Dubai: Investors will focus back on fundamentals after witnessing Trump induced volatility.

Equity markets across the world witnessed a massive sell-off on early Wednesday, but markets were quick to find lost ground as traders snapped up bargains in a volatile market.

The Nikkei was down 5 per cent on Wednesday, so were the S&P futures, which fell more than 5 per cent, Gold surged more than $50 (Dh183.50) an ounce at one point, while US bond yields jumped to over 2 per cent.

But fund managers are asking investors now to focus back on fundamentals.

“We expect the US equity market to do well over the medium term. Fundamentals should outweigh political uncertainty and US stocks can rebound on the back of accelerating earnings per share (EPS) growth,” Max Kunkel, ultra high net worth investment strategist at UBS Wealth Management told Gulf News over email. He expects the earnings per share to rise to 8 per cent from 1 per cent this year.

Even the US’ GDP has shown signs of a revival. The US economy grew at a 2.9 per cent rate in the July-September quarter, the strongest pace in two years.

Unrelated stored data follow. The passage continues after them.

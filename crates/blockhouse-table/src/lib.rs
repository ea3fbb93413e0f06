//! BlockHouse Table Layer
//!
//! This crate implements the block I/O core of the BlockHouse storage
//! engine: everything needed to locate, read, validate, and decompress
//! immutable on-disk blocks from a table file.
//!
//! ## Architecture Overview
//!
//! ```text
//! ┌──────────────────┐
//! │  Table reader    │  (index structures, iterators - above this crate)
//! └────────┬─────────┘
//!          │ BlockHandle
//!          ▼
//! ┌──────────────────┐     ┌─────────────────────┐
//! │  Read pipeline   │ ◄──►│  Persistent cache   │
//! │  (fetch)         │     │  (raw/uncompressed) │
//! └────────┬─────────┘     └─────────────────────┘
//!          │ positional read
//!          ▼
//! ┌──────────────────┐     ┌─────────────────────┐
//! │ RandomAccessFile │     │  Decompressor       │
//! │ (file)           │     │  (compress)         │
//! └──────────────────┘     └─────────────────────┘
//! ```
//!
//! ## Main Components
//!
//! ### Format (`format`)
//! Block handles, the legacy and current footer layouts with silent
//! upconversion, the 5-byte block trailer, and [`read_footer_from_file`]
//! for bootstrapping a table.
//!
//! ### Read pipeline (`fetch`)
//! The three-stage cache-probe → read+checksum → decompress machine, in
//! synchronous and asynchronous drives sharing the same stage methods.
//!
//! ### Decompressor (`compress`)
//! Codec dispatch on the trailer tag (Snappy, Zlib, BZip2, LZ4, LZ4HC,
//! ZSTD) with stable corruption messages for hostile input.
//!
//! ### Persistent cache (`cache`)
//! The raw/uncompressed two-tier cache contract plus a disk-backed LRU
//! implementation.
//!
//! ## Usage Example
//! ```ignore
//! use blockhouse_table::{
//!     read_footer_from_file, read_block_contents,
//!     MemoryFile, ReadOptions, EngineOptions, PersistentCacheOptions,
//!     BLOCK_BASED_TABLE_MAGIC_NUMBER,
//! };
//!
//! let file = MemoryFile::new(table_bytes);
//! let footer = read_footer_from_file(
//!     &file, file.len() as u64, BLOCK_BASED_TABLE_MAGIC_NUMBER)?;
//!
//! let mut scratch = vec![0u8; handle.size() as usize + 5];
//! let contents = read_block_contents(
//!     &file, &footer, &ReadOptions::default(), &handle, &mut scratch,
//!     &EngineOptions::default(), true, &[], &PersistentCacheOptions::default(),
//! )?;
//! ```

pub mod cache;
pub mod compress;
pub mod fetch;
pub mod file;
pub mod format;
pub mod options;
pub mod stats;

pub use cache::{DiskBlockCache, MemoryBlockCache, PersistentCache};
pub use compress::{compress_format_for_version, uncompress_block_contents};
pub use fetch::{read_block_contents, read_block_contents_async, BlockFetcher};
pub use file::{MemoryFile, RandomAccessFile, ReadSlice};
pub use format::{
    read_footer_from_file, read_footer_from_file_async, BlockContents, BlockData, BlockHandle,
    CompressionType, Footer, BLOCK_BASED_TABLE_MAGIC_NUMBER, BLOCK_TRAILER_SIZE,
    LEGACY_BLOCK_BASED_TABLE_MAGIC_NUMBER, LEGACY_PLAIN_TABLE_MAGIC_NUMBER,
    PLAIN_TABLE_MAGIC_NUMBER,
};
pub use options::{
    should_report_detailed_time, EngineOptions, PersistentCacheOptions, ReadOptions,
};
pub use stats::{Histogram, StatsLevel, Statistics, Ticker};
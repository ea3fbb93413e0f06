//! BlockHouse Core Types
//!
//! This crate holds the leaf components of the BlockHouse table format - the
//! pieces everything else is built on:
//!
//! 1. **Varint codec** (`varint`): variable-length and fixed-width integer
//!    encoding used by block handles and footers
//! 2. **Checksums** (`checksum`): CRC32C (with the mask/unmask transform the
//!    on-disk format requires) and XXH32
//! 3. **Status** (`status`): the result value returned by every table
//!    operation, carrying a code, an optional subcode and message, and the
//!    async-completion bit
//!
//! Nothing in this crate touches the filesystem. Higher layers
//! (`blockhouse-table`) combine these primitives into the footer format and
//! the block read pipeline.

pub mod checksum;
pub mod status;
pub mod varint;

pub use checksum::ChecksumType;
pub use status::{Code, Status, SubCode};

The fast growth along with expansionary spending may boost equities further. US president elect Donald Trump in his speech to his supporters said his priority would be to rebuild infrastructure, including airports, bridges, with room for increasing fiscal expansion & boost domestic employment.

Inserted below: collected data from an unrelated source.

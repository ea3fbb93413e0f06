//! Operation Status
//!
//! `Status` is the result value for every table operation. It carries:
//!
//! - a **code** (`Ok`, `Corruption`, `IoError`, ...) - the part callers
//!   branch on
//! - an optional **subcode** refining the code (`NoSpace`, `MemoryLimit`, ...)
//! - an optional **message** - short, stable strings that are part of the
//!   observable contract (e.g. `"block checksum mismatch"`)
//! - the **async bit** - set when the status was produced after an
//!   asynchronous I/O completion rather than on the caller's own stack
//!
//! ## Equality
//! `Status` equality compares **codes only**. Callers write
//! `status == Status::not_found()` and expect it to match regardless of
//! subcode or message; preserving that contract is why `PartialEq` is
//! implemented by hand.
//!
//! ## Thread Safety
//! A `Status` is a plain value: share it immutably across tasks freely,
//! synchronize externally if one task mutates it. `Default` is `Ok`, so
//! `std::mem::take` transfers a status and leaves `Ok` behind.

use std::fmt;

/// Primary status code.
#[derive(Debug, Clone, Copy, PartialEq, Eq, Default)]
#[repr(u8)]
pub enum Code {
    #[default]
    Ok = 0,
    NotFound = 1,
    Corruption = 2,
    NotSupported = 3,
    InvalidArgument = 4,
    IoError = 5,
    MergeInProgress = 6,
    Incomplete = 7,
    ShutdownInProgress = 8,
    TimedOut = 9,
    Aborted = 10,
    Busy = 11,
    Expired = 12,
    TryAgain = 13,
    /// Internal pipeline signal: an asynchronous continuation has been
    /// scheduled. Never returned to a caller as a final result.
    IoPending = 14,
}

/// Secondary code refining the primary one.
#[derive(Debug, Clone, Copy, PartialEq, Eq, Default)]
#[repr(u8)]
pub enum SubCode {
    #[default]
    None = 0,
    MutexTimeout = 1,
    LockTimeout = 2,
    LockLimit = 3,
    NoSpace = 4,
    Deadlock = 5,
    StaleFile = 6,
    MemoryLimit = 7,
}

/// The result of a table operation. See the module docs.
#[derive(Debug, Clone, Default)]
pub struct Status {
    code: Code,
    subcode: SubCode,
    state: Option<Box<str>>,
    async_completion: bool,
}

impl Status {
    fn with_code(code: Code) -> Self {
        Status {
            code,
            ..Default::default()
        }
    }

    fn with_msg(code: Code, msg: impl Into<String>) -> Self {
        Status {
            code,
            subcode: SubCode::None,
            state: Some(msg.into().into_boxed_str()),
            async_completion: false,
        }
    }

    /// A success status.
    pub fn ok() -> Self {
        Status::default()
    }

    pub fn not_found() -> Self {
        Status::with_code(Code::NotFound)
    }

    pub fn not_found_msg(msg: impl Into<String>) -> Self {
        Status::with_msg(Code::NotFound, msg)
    }

    pub fn corruption(msg: impl Into<String>) -> Self {
        Status::with_msg(Code::Corruption, msg)
    }

    pub fn not_supported(msg: impl Into<String>) -> Self {
        Status::with_msg(Code::NotSupported, msg)
    }

    pub fn invalid_argument(msg: impl Into<String>) -> Self {
        Status::with_msg(Code::InvalidArgument, msg)
    }

    pub fn io_error(msg: impl Into<String>) -> Self {
        Status::with_msg(Code::IoError, msg)
    }

    /// Out of space: an `IoError` with the `NoSpace` subcode. The subcode is
    /// only constructible through this helper, which keeps the
    /// `NoSpace ⇒ IoError` invariant.
    pub fn no_space(msg: impl Into<String>) -> Self {
        let mut s = Status::with_msg(Code::IoError, msg);
        s.subcode = SubCode::NoSpace;
        s
    }

    pub fn merge_in_progress() -> Self {
        Status::with_code(Code::MergeInProgress)
    }

    pub fn incomplete() -> Self {
        Status::with_code(Code::Incomplete)
    }

    pub fn shutdown_in_progress() -> Self {
        Status::with_code(Code::ShutdownInProgress)
    }

    pub fn timed_out() -> Self {
        Status::with_code(Code::TimedOut)
    }

    pub fn aborted() -> Self {
        Status::with_code(Code::Aborted)
    }

    /// Memory budget exhausted: an `Aborted` with the `MemoryLimit` subcode.
    pub fn memory_limit(msg: impl Into<String>) -> Self {
        let mut s = Status::with_msg(Code::Aborted, msg);
        s.subcode = SubCode::MemoryLimit;
        s
    }

    pub fn busy() -> Self {
        Status::with_code(Code::Busy)
    }

    pub fn expired() -> Self {
        Status::with_code(Code::Expired)
    }

    pub fn try_again() -> Self {
        Status::with_code(Code::TryAgain)
    }

    pub fn io_pending() -> Self {
        Status::with_code(Code::IoPending)
    }

    pub fn code(&self) -> Code {
        self.code
    }

    pub fn subcode(&self) -> SubCode {
        self.subcode
    }

    /// The message attached at construction, if any.
    pub fn message(&self) -> Option<&str> {
        self.state.as_deref()
    }

    /// Whether this status was delivered via an asynchronous completion.
    pub fn async_completion(&self) -> bool {
        self.async_completion
    }

    /// Mark (or clear) the async-completion bit. The read pipeline sets this
    /// on every terminal status produced after resuming from an I/O wait.
    pub fn set_async(&mut self, value: bool) {
        self.async_completion = value;
    }

    /// Consuming form of [`Status::set_async`].
    pub fn into_async(mut self) -> Self {
        self.async_completion = true;
        self
    }

    pub fn is_ok(&self) -> bool {
        self.code == Code::Ok
    }

    pub fn is_not_found(&self) -> bool {
        self.code == Code::NotFound
    }

    pub fn is_corruption(&self) -> bool {
        self.code == Code::Corruption
    }

    pub fn is_io_error(&self) -> bool {
        self.code == Code::IoError
    }

    pub fn is_io_pending(&self) -> bool {
        self.code == Code::IoPending
    }

    pub fn is_shutdown_in_progress(&self) -> bool {
        self.code == Code::ShutdownInProgress
    }

    fn code_str(&self) -> &'static str {
        match self.code {
            Code::Ok => "OK",
            Code::NotFound => "NotFound",
            Code::Corruption => "Corruption",
            Code::NotSupported => "Not implemented",
            Code::InvalidArgument => "Invalid argument",
            Code::IoError => "IO error",
            Code::MergeInProgress => "Merge in progress",
            Code::Incomplete => "Result incomplete",
            Code::ShutdownInProgress => "Shutdown in progress",
            Code::TimedOut => "Operation timed out",
            Code::Aborted => "Operation aborted",
            Code::Busy => "Resource busy",
            Code::Expired => "Operation expired",
            Code::TryAgain => "Operation failed. Try again.",
            Code::IoPending => "IO pending",
        }
    }
}

/// Codes only; subcode, message, and the async bit do not participate.
impl PartialEq for Status {
    fn eq(&self, other: &Self) -> bool {
        self.code == other.code
    }
}

impl Eq for Status {}

impl fmt::Display for Status {
    fn fmt(&self, f: &mut fmt::Formatter<'_>) -> fmt::Result {
        match self.message() {
            Some(msg) => write!(f, "{}: {}", self.code_str(), msg),
            None => write!(f, "{}", self.code_str()),
        }
    }
}

impl std::error::Error for Status {}

impl From<std::io::Error> for Status {
    fn from(err: std::io::Error) -> Self {
        Status::io_error(err.to_string())
    }
}

/// Result alias used throughout BlockHouse.
pub type Result<T> = std::result::Result<T, Status>;
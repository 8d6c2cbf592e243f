mod journal;
mod memory;

pub use memory::InMemoryStore;

use async_trait::async_trait;
use chrono::NaiveDate;

use crate::model::{Reservation, ReservationStatus, Token};

#[derive(Debug, Clone, PartialEq, Eq)]
pub enum StoreError {
    /// Save was handed a reservation without a token.
    MissingToken,
    Journal(String),
}

impl std::fmt::Display for StoreError {
    fn fmt(&self, f: &mut std::fmt::Formatter<'_>) -> std::fmt::Result {
        match self {
            StoreError::MissingToken => write!(f, "reservation has no token"),
            StoreError::Journal(e) => write!(f, "journal error: {e}"),
        }
    }
}

impl std::error::Error for StoreError {}

/// Durable home of reservation records.
#[async_trait]
pub trait ReservationStore: Send + Sync {
    /// Number of ACTIVE reservations with `arrival <= day <= departure`.
    async fn count_overlapping(&self, day: NaiveDate) -> Result<u64, StoreError>;

    /// Insert or update by token. Assigns a record id on first save.
    async fn save(&self, reservation: Reservation) -> Result<Reservation, StoreError>;

    /// Save only while the stored record with the same token is ACTIVE,
    /// checked and written as one step. `None` means nothing was written.
    async fn replace_active(
        &self,
        reservation: Reservation,
    ) -> Result<Option<Reservation>, StoreError>;

    /// Flip the stored record to CANCELLED in place. Returns its status
    /// before the call, or `None` for an unknown token.
    async fn cancel(&self, token: &Token) -> Result<Option<ReservationStatus>, StoreError>;

    async fn find_by_token(&self, token: &Token) -> Result<Option<Reservation>, StoreError>;

    /// Matching reservations ordered by record id.
    async fn find_all_by_contact_and_status(
        &self,
        email: &str,
        status: ReservationStatus,
    ) -> Result<Vec<Reservation>, StoreError>;
}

“We believe, businesses, especially those focused on national defence infrastructure, could enjoy advantages from more expansionary fiscal policy,” Kunkel said.

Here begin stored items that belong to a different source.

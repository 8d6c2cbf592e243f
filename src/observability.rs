use std::net::SocketAddr;

use crate::engine::EngineError;

// ── RED metrics (request-driven) ────────────────────────────────

/// Counter: admission decisions. Labels: operation, outcome.
pub const ADMISSIONS_TOTAL: &str = "innkeep_admissions_total";

/// Histogram: time spent waiting for the admission gate, in seconds.
pub const ADMISSION_WAIT_SECONDS: &str = "innkeep_admission_wait_seconds";

/// Histogram: time spent inside the admission gate, in seconds.
pub const ADMISSION_HOLD_SECONDS: &str = "innkeep_admission_hold_seconds";

/// Counter: reservations cancelled.
pub const CANCELLATIONS_TOTAL: &str = "innkeep_cancellations_total";

/// Histogram: days per availability query.
pub const CALENDAR_DAYS: &str = "innkeep_calendar_days";

// ── USE metrics (resource utilization) ──────────────────────────

/// Histogram: journal group-commit flush duration in seconds.
pub const JOURNAL_FLUSH_DURATION_SECONDS: &str = "innkeep_journal_flush_duration_seconds";

/// Histogram: journal group-commit batch size (entries per flush).
pub const JOURNAL_FLUSH_BATCH_SIZE: &str = "innkeep_journal_flush_batch_size";

/// Counter: journal compactions run.
pub const JOURNAL_COMPACTIONS_TOTAL: &str = "innkeep_journal_compactions_total";

/// Install a fmt subscriber. Safe to call more than once; later calls are ignored.
pub fn init_tracing() {
    let _ = tracing_subscriber::fmt::try_init();
}

/// Install Prometheus metrics exporter on the given port. No-op if port is None.
pub fn init_metrics(port: Option<u16>) -> Result<(), String> {
    let Some(port) = port else { return Ok(()) };
    let addr: SocketAddr = ([0, 0, 0, 0], port).into();
    metrics_exporter_prometheus::PrometheusBuilder::new()
        .with_http_listener(addr)
        .install()
        .map_err(|e| format!("failed to install Prometheus metrics exporter: {e}"))?;
    tracing::info!("metrics endpoint: http://0.0.0.0:{port}/metrics");
    Ok(())
}

/// Map an admission result to a short label for metrics.
pub fn outcome_label(result: &Result<(), &EngineError>) -> &'static str {
    match result {
        Ok(()) => "admitted",
        Err(EngineError::EndBeforeStart) => "end_before_start",
        Err(EngineError::BookingInPast) => "booking_in_past",
        Err(EngineError::BookingTooLate) => "booking_too_late",
        Err(EngineError::BookingTooSoon) => "booking_too_soon",
        Err(EngineError::MaxDaysExceeded(_)) => "max_days_exceeded",
        Err(EngineError::MaxReservationsPerDayExceeded(_)) => "venue_full",
        Err(EngineError::NotFound(_)) => "not_found",
        Err(EngineError::AlreadyCancelled(_)) => "already_cancelled",
        Err(EngineError::AdmissionTimeout) => "admission_timeout",
        Err(EngineError::Internal(_)) => "internal",
    }
}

“The greater likelihood of expansionary fiscal policy in the US benefiting GDP growth should shift the focus somewhat,” said Kunkel, adding, “a deteriorating fiscal outlook could push up government borrowing costs and thus lead to higher treasury yields”.

Emerging market currencies

UBS remains overweight in emerging market equities and currencies.

“Key drivers include overall accommodative monetary policy and low yields in advanced economies, undemanding valuations in emerging market currencies, and some improvement of fundamentals in the developing world,” Kunkel added.

But one of the impacts that may be witnessed could be an acceleration in inflation, which might rise faster than the interest rates, providing negative yields, and may benefit gold prices.

“Gold will likely continue to benefit from deeper negative real rates in the US, with inflation rising faster than interest rates,” said Kunkel from UBS. Gold traded near to $1,300 an ounce, after gaining more than $100 per ounce since Brexit.

Fund managers also advise investors to take refuge in the inflation hedge instruments. UBS is overweight in US TIPS (Treasury Inflation-Protected Securities) relative to high grade bonds, which is expected to benefit from the election result.

Over the long run, Aberdeen Asset Management Head of Equities Asia Pacific ex-Japan Flavia Cheong feels Trump-inspired protectionism might force Asian countries to accelerate their efforts to shift from export-led growth models to more consumption-based models. “For example, China would finally have the catalyst it needs to fully embrace the painful structural overhaul it has promised.”

“This could end up benefiting our regional holdings because, as our clients will know, the majority of our investments are in businesses that are set to take advantage of growing domestic consumption,” Cheong said.

Euro/dollar

UBS has an overweight position in the euro relative to the US dollar. The euro is around 12 per cent undervalued relative to purchasing power parity based on UBS’ estimates.

“We believe there are indications that the Fed may be falling behind the curve in raising interest rates — wages are growing at the fastest pace in more than five years, and inflation stands at a two-year high,” Kunkel said.

These trends, according to the UBS will potentially be exacerbated if the Fed allows for a more “high pressure” economy over an extended period. Meanwhile, economic fundamentals in the Eurozone continue to

improve, and the European Central Bank remains likely to taper its quantitative easing programme in 2017.